- [Task item]:
The lines from the start of the records through the one containing "list of top-level statements" are to be transcribed exactly, and nothing else.
───── Data for this task
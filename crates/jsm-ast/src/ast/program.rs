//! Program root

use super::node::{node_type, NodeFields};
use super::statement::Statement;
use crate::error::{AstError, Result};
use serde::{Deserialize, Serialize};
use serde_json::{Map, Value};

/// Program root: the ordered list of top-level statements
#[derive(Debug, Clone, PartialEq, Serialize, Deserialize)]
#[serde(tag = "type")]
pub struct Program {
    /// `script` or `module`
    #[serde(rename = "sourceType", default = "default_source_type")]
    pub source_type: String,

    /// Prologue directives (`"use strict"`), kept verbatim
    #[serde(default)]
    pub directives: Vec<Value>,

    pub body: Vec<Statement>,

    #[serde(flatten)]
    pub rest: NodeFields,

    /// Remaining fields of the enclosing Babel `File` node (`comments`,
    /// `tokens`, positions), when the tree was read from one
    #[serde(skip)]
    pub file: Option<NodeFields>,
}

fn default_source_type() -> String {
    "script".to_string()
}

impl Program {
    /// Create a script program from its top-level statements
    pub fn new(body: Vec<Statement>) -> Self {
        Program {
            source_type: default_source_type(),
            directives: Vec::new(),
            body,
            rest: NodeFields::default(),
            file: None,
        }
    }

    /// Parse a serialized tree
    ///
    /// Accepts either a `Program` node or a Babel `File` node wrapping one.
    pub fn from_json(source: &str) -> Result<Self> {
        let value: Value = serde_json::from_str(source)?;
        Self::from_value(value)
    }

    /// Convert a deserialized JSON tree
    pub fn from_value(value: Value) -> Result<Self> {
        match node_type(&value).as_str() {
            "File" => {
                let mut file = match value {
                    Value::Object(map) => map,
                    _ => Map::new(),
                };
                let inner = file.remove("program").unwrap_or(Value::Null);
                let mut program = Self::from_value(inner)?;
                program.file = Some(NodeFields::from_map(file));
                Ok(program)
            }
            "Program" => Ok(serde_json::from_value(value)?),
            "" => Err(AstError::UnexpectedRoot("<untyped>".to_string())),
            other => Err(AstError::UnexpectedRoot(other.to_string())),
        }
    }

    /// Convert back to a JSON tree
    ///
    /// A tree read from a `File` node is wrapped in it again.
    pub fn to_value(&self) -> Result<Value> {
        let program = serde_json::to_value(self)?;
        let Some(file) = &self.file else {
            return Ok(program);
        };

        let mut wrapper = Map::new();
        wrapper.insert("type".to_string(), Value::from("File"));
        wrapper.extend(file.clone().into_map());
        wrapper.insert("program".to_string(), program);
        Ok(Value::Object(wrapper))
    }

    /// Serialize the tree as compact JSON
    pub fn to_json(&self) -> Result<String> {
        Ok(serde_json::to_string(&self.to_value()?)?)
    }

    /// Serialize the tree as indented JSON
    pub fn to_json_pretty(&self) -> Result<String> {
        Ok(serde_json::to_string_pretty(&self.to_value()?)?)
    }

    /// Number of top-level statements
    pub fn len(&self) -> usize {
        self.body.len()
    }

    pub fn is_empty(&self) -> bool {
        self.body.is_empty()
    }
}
──────────
- [Completed task]:
filename crates/jsm-ast/src/ast/program.rs
//! Program root

use super::node::{node_type, NodeFields};
use super::statement::Statement;
use crate::error::{AstError, Result};
use serde::{Deserialize, Serialize};
use serde_json::{Map, Value};

/// Program root: the ordered list of top-level statements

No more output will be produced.